La réaction ne s’est pas faite attendre et actuellement le hashtag #SarkozyCensure témoigne du mécontentement de la communauté sur ces initiatives jugées à la limite de la censure politique. L’association Internet Sans Frontières a d’ailleurs accusé de fait Twitter de contribuer à la politique de censure prétendument orchestrée par l’équipe en charge de l’image numérique du président sortant :
Le point commun de ces comptes est leur caractère parodique et caricatural de la campagne présidentielle du Président sortant Nicolas Sarkozy.
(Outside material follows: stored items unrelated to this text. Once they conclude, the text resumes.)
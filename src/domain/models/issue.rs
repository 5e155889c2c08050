//! Issue snapshots and the mutation requests sent to the issue tracker.

use chrono::{DateTime, Utc};
use serde::{Deserialize, Serialize};

/// Open/closed state of an issue.
#[derive(Debug, Clone, Copy, PartialEq, Eq, Hash, Default, Serialize, Deserialize)]
#[serde(rename_all = "snake_case")]
pub enum IssueState {
    #[default]
    Open,
    Closed,
}

impl IssueState {
    pub const fn as_str(&self) -> &'static str {
        match self {
            Self::Open => "open",
            Self::Closed => "closed",
        }
    }

    #[allow(clippy::should_implement_trait)]
    pub fn from_str(s: &str) -> Option<Self> {
        match s.to_lowercase().as_str() {
            "open" => Some(Self::Open),
            "closed" => Some(Self::Closed),
            _ => None,
        }
    }
}

/// Point-in-time view of a workspace issue.
///
/// The title is the natural key used to match tracked files to issues.
#[derive(Debug, Clone, PartialEq, Eq, Default, Serialize, Deserialize)]
pub struct IssueSnapshot {
    pub number: u64,
    pub title: String,
    pub body: String,
    pub labels: Vec<String>,
    pub assignees: Vec<String>,
    pub milestone: Option<u64>,
    pub state: IssueState,
    pub updated_at: Option<DateTime<Utc>>,
}

impl IssueSnapshot {
    pub fn has_label(&self, label: &str) -> bool {
        self.labels.iter().any(|l| l == label)
    }

    pub fn has_labels<S: AsRef<str>>(&self, labels: &[S]) -> bool {
        labels.iter().all(|l| self.has_label(l.as_ref()))
    }

    pub fn is_assigned(&self, login: &str) -> bool {
        self.assignees.iter().any(|a| a.eq_ignore_ascii_case(login))
    }
}

/// A new issue to create.
#[derive(Debug, Clone, PartialEq, Eq, Default, Serialize)]
pub struct IssueDraft {
    pub title: String,
    pub body: String,
    pub labels: Vec<String>,
    pub assignees: Vec<String>,
    pub milestone: Option<u64>,
}

/// Partial edit of an existing issue. `None` fields are left untouched.
#[derive(Debug, Clone, PartialEq, Eq, Default, Serialize)]
pub struct IssueEdit {
    pub title: Option<String>,
    pub body: Option<String>,
    pub labels: Option<Vec<String>>,
    pub assignees: Option<Vec<String>>,
    pub state: Option<IssueState>,
}

impl IssueEdit {
    pub fn is_empty(&self) -> bool {
        self.title.is_none()
            && self.body.is_none()
            && self.labels.is_none()
            && self.assignees.is_none()
            && self.state.is_none()
    }
}

/// Filter for listing issues.
#[derive(Debug, Clone, PartialEq, Eq, Default)]
pub struct IssueQuery {
    /// Every label must be present.
    pub labels: Vec<String>,
    pub assignee: Option<String>,
    pub state: IssueState,
}

impl IssueQuery {
    pub fn open_with_labels(labels: &[String]) -> Self {
        Self {
            labels: labels.to_vec(),
            assignee: None,
            state: IssueState::Open,
        }
    }
}
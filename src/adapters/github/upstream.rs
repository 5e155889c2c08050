//! [`UpstreamSource`] backed by the pull requests and git trees of the source repository.

use async_trait::async_trait;

use super::client::GitHubClient;
use super::models::{GitHubPullFile, GitHubPullRequest, GitHubTree};
use crate::domain::errors::DomainResult;
use crate::domain::models::{ChangedFile, MergedChange, RepoRef};
use crate::domain::ports::UpstreamSource;

/// Pages of closed pull requests followed while looking for the pointer.
const MAX_HISTORY_PAGES: u32 = 30;

pub struct GitHubUpstream {
    client: GitHubClient,
    repo: RepoRef,
    branch: String,
}

impl GitHubUpstream {
    pub fn new(client: GitHubClient, repo: RepoRef, branch: impl Into<String>) -> Self {
        Self {
            client,
            repo,
            branch: branch.into(),
        }
    }

    fn repo_path(&self) -> String {
        format!("/repos/{}/{}", self.repo.owner, self.repo.repository)
    }

    fn closed_query(&self, sort: &str) -> Vec<(&'static str, String)> {
        vec![
            ("state", "closed".to_string()),
            ("base", self.branch.clone()),
            ("sort", sort.to_string()),
            ("direction", "desc".to_string()),
        ]
    }
}

/// Oldest merge first; pull request number breaks ties.
fn merge_order(mut changes: Vec<MergedChange>) -> Vec<MergedChange> {
    changes.sort_by(|a, b| a.merged_at.cmp(&b.merged_at).then(a.number.cmp(&b.number)));
    changes
}

#[async_trait]
impl UpstreamSource for GitHubUpstream {
    async fn merged_since(&self, after: u64) -> DomainResult<Vec<MergedChange>> {
        let path = format!("{}/pulls", self.repo_path());
        let query = self.closed_query("created");
        let mut window = Vec::new();

        // Newest created first: everything past the pointer sits on the leading pages.
        'pages: for page in 1..=MAX_HISTORY_PAGES {
            let batch: Vec<GitHubPullRequest> = self
                .client
                .get_page("list closed pull requests", &path, &query, page)
                .await?;
            let short = batch.len() < GitHubClient::per_page();
            for pull in batch {
                if pull.number <= after {
                    break 'pages;
                }
                window.extend(pull.into_merged());
            }
            if short {
                break;
            }
        }

        tracing::debug!(after, merged = window.len(), "merged pull requests since pointer");
        Ok(merge_order(window))
    }

    async fn latest_merged(&self) -> DomainResult<Option<MergedChange>> {
        let path = format!("{}/pulls", self.repo_path());
        let batch: Vec<GitHubPullRequest> = self
            .client
            .get_page("list closed pull requests", &path, &self.closed_query("updated"), 1)
            .await?;
        Ok(merge_order(batch.into_iter().filter_map(GitHubPullRequest::into_merged).collect())
            .pop())
    }

    async fn changed_files(&self, number: u64) -> DomainResult<Vec<ChangedFile>> {
        let operation = format!("list files of pull request #{number}");
        let path = format!("{}/pulls/{number}/files", self.repo_path());
        let files: Vec<GitHubPullFile> = self.client.paginate(&operation, &path, &[]).await?;
        Ok(files.into_iter().map(|f| f.into_changed(number)).collect())
    }

    async fn tree_paths(&self, revision: &str) -> DomainResult<Vec<String>> {
        let operation = format!("get tree {revision}");
        let path = format!("{}/git/trees/{revision}", self.repo_path());
        let tree: GitHubTree = self
            .client
            .get_query(&operation, &path, &[("recursive", "1".to_string())])
            .await?;
        if tree.truncated {
            tracing::warn!(revision, entries = tree.tree.len(), "upstream tree listing is truncated");
        }
        Ok(tree
            .tree
            .into_iter()
            .filter(|entry| entry.kind == "blob")
            .map(|entry| entry.path)
            .collect())
    }
}
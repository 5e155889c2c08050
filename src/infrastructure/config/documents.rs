//! Raw shapes of the rule documents, as written in `config.yaml`.
//!
//! Every document shares the envelope:
//!
//! ```yaml
//! api_version: v1
//! kind: IssueComment
//! metadata:
//!   name: accept
//! spec: { ... }
//! ```
//!
//! `spec` is decoded according to `kind`. These types only mirror the file;
//! [`super::loader`] validates them into domain models.

use serde::Deserialize;

use crate::domain::models::{ActorToken, Grouping, IssueState, Permission};

#[derive(Debug, Clone, Deserialize)]
pub struct RawDocument {
    #[serde(default)]
    pub api_version: Option<String>,
    pub kind: String,
    #[serde(default)]
    pub metadata: Metadata,
    #[serde(default)]
    pub spec: serde_yaml::Value,
}

#[derive(Debug, Clone, Default, Deserialize)]
pub struct Metadata {
    #[serde(default)]
    pub name: String,
}

/// Document kinds the loader understands.
#[derive(Debug, Clone, Copy, PartialEq, Eq)]
pub enum DocumentKind {
    Repository,
    IssueCreate,
    IssueComment,
    Job,
}

impl DocumentKind {
    pub fn parse(kind: &str) -> Option<Self> {
        match kind {
            "Repository" => Some(Self::Repository),
            "IssueCreate" => Some(Self::IssueCreate),
            "IssueComment" => Some(Self::IssueComment),
            "Job" => Some(Self::Job),
            _ => None,
        }
    }
}

fn default_branch() -> String {
    "master".to_string()
}

fn default_at() -> String {
    "08:00".to_string()
}

#[derive(Debug, Clone, Deserialize)]
pub struct RepoDoc {
    pub owner: String,
    pub repository: String,
}

#[derive(Debug, Clone, Deserialize)]
pub struct SourceDoc {
    pub owner: String,
    pub repository: String,
    #[serde(default = "default_branch")]
    pub branch: String,
    #[serde(default)]
    pub site: Option<String>,
    #[serde(default)]
    pub remove_prefix: Option<String>,
}

#[derive(Debug, Clone, Deserialize)]
pub struct TranslateDoc {
    pub owner: String,
    pub repository: String,
    #[serde(default = "default_branch")]
    pub branch: String,
    #[serde(default)]
    pub site: Option<String>,
    pub replace_from: String,
    pub replace_to: String,
}

#[derive(Debug, Clone, Deserialize)]
pub struct DetectionDoc {
    #[serde(default)]
    pub enable: bool,
    /// `HH:MM`, local time.
    #[serde(default = "default_at")]
    pub at: String,
    #[serde(default)]
    pub pointer_issue: Option<u64>,
    #[serde(default)]
    pub needs_review_labels: Vec<String>,
}

impl Default for DetectionDoc {
    fn default() -> Self {
        Self {
            enable: false,
            at: default_at(),
            pointer_issue: None,
            needs_review_labels: Vec::new(),
        }
    }
}

/// `kind: Repository`
#[derive(Debug, Clone, Deserialize)]
pub struct RepositorySpec {
    pub workspace: RepoDoc,
    pub source: SourceDoc,
    #[serde(default)]
    pub translate: Option<TranslateDoc>,
    #[serde(default)]
    pub maintainer_team: Option<String>,
    #[serde(default)]
    pub detection: DetectionDoc,
}

#[derive(Debug, Clone, Deserialize)]
pub struct IncludeDoc {
    pub path: String,
    #[serde(default)]
    pub title: Option<String>,
    #[serde(default)]
    pub labels: Vec<String>,
    #[serde(default)]
    pub suffixes: Vec<String>,
    #[serde(default)]
    pub exclude: Vec<IncludeDoc>,
}

/// `kind: IssueCreate`
#[derive(Debug, Clone, Deserialize)]
pub struct IssueCreateSpec {
    #[serde(default)]
    pub labels: Vec<String>,
    #[serde(default)]
    pub assignees: Vec<String>,
    #[serde(default)]
    pub milestone: Option<u64>,
    #[serde(default)]
    pub grouping: Grouping,
    #[serde(default)]
    pub title_skip: usize,
    #[serde(default)]
    pub index_title: Option<String>,
    #[serde(default)]
    pub includes: Vec<IncludeDoc>,
}

#[derive(Debug, Clone, Deserialize)]
pub struct CommentRulesDoc {
    pub instruct: String,
    #[serde(default)]
    pub permissions: Vec<Permission>,
    #[serde(default)]
    pub labels: Vec<String>,
    #[serde(default)]
    pub assignees: Vec<ActorToken>,
    #[serde(default)]
    pub permission_feedback: Option<String>,
    #[serde(default)]
    pub label_feedback: Option<String>,
    #[serde(default)]
    pub assignee_feedback: Option<String>,
}

#[derive(Debug, Clone, Default, Deserialize)]
pub struct CommentActionDoc {
    #[serde(default)]
    pub add_labels: Vec<String>,
    #[serde(default)]
    pub add_labels_limit: Option<u32>,
    #[serde(default)]
    pub limit_feedback: Option<String>,
    #[serde(default)]
    pub remove_labels: Vec<String>,
    #[serde(default)]
    pub add_assignees: Vec<ActorToken>,
    #[serde(default)]
    pub remove_assignees: Vec<ActorToken>,
    #[serde(default)]
    pub state: Option<IssueState>,
    #[serde(default)]
    pub success_feedback: Option<String>,
}

/// `kind: IssueComment`
#[derive(Debug, Clone, Deserialize)]
pub struct IssueCommentSpec {
    pub rules: CommentRulesDoc,
    #[serde(default)]
    pub action: CommentActionDoc,
}

#[derive(Debug, Clone, Deserialize)]
pub struct JobRulesDoc {
    pub labels: Vec<String>,
    pub in_days: u32,
}

#[derive(Debug, Clone, Default, Deserialize)]
pub struct JobActionDoc {
    #[serde(default)]
    pub add_labels: Vec<String>,
    #[serde(default)]
    pub remove_labels: Vec<String>,
    #[serde(default)]
    pub remove_assignees: Vec<ActorToken>,
    #[serde(default)]
    pub state: Option<IssueState>,
    #[serde(default)]
    pub reset_in_days: Option<u32>,
    #[serde(default)]
    pub feedback: Option<String>,
}

/// `kind: Job`
#[derive(Debug, Clone, Deserialize)]
pub struct JobSpec {
    pub rules: JobRulesDoc,
    #[serde(default)]
    pub action: JobActionDoc,
}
Internet Sans Frontières est préoccupée par la censure politique opérée par ce réseau social à moins de 62 jours de l’élection présidentielle française
Parmi les comptes dont les activités se sont vues arrêtées figure @_NicolasSarkozy, compte créé en septembre 2010. Il était connu et avait été rendu populaire par le caractère parodique et ouvertement caricatural de ses publications et sa description ne laissait aucun doute sur ses motivations, l’association souligne par ailleurs l’ambiguïté qui règne quant aux critères pouvant être retenus par Twitter concernant la fermeture d’un compte à caractère satyrique :
[La description du compte était claire et assumée] Il ne violait donc pas les conditions générales d’utilisation de Twitter, qui précisent qu’en cas de compte parodique, la mention précisant le caractère caricatural ou parodique du compte doivent figurer dans l’intitulé de celui-ci
En effet, les conditions d’utilisation de Twitter précisent qu’un internaute ne peut créer un compte afin d’induire les autres utilisateurs en erreur sur la réelle identité du titulaire de ce compte :
Il est interdit d’usurper l’identité d’autres personnes via le service Twitter de manière susceptible d’induire en erreur ou tromper ». Le service précise également que « les comptes créés pour remplacer le compte suspendu seront également suspendus
Ce texte est déterminant aux yeux de la communauté, car il est clairement spécifié « d’une manière susceptible d’induire en erreur ou tromper » or ici, et dans la majorité des cas de fermeture, la description qui accompagne chaque compte et qui sert à identifier son activité et ses objectifs étaient clairement accessibles à tous et les finalités n’étaient donc en aucune mesure de pouvoir tromper ou induire en erreur les utilisateurs susceptibles de vouloir suivre les informations diffusées à partir de l’utilisateur en question. Bien que le fait d’inclure le nom de la personne visée soit en dehors des conditions d’utilisation, ce n’était pas le cas des autres comptes qui eux respectaient scrupuleusement les règles dictées par le site.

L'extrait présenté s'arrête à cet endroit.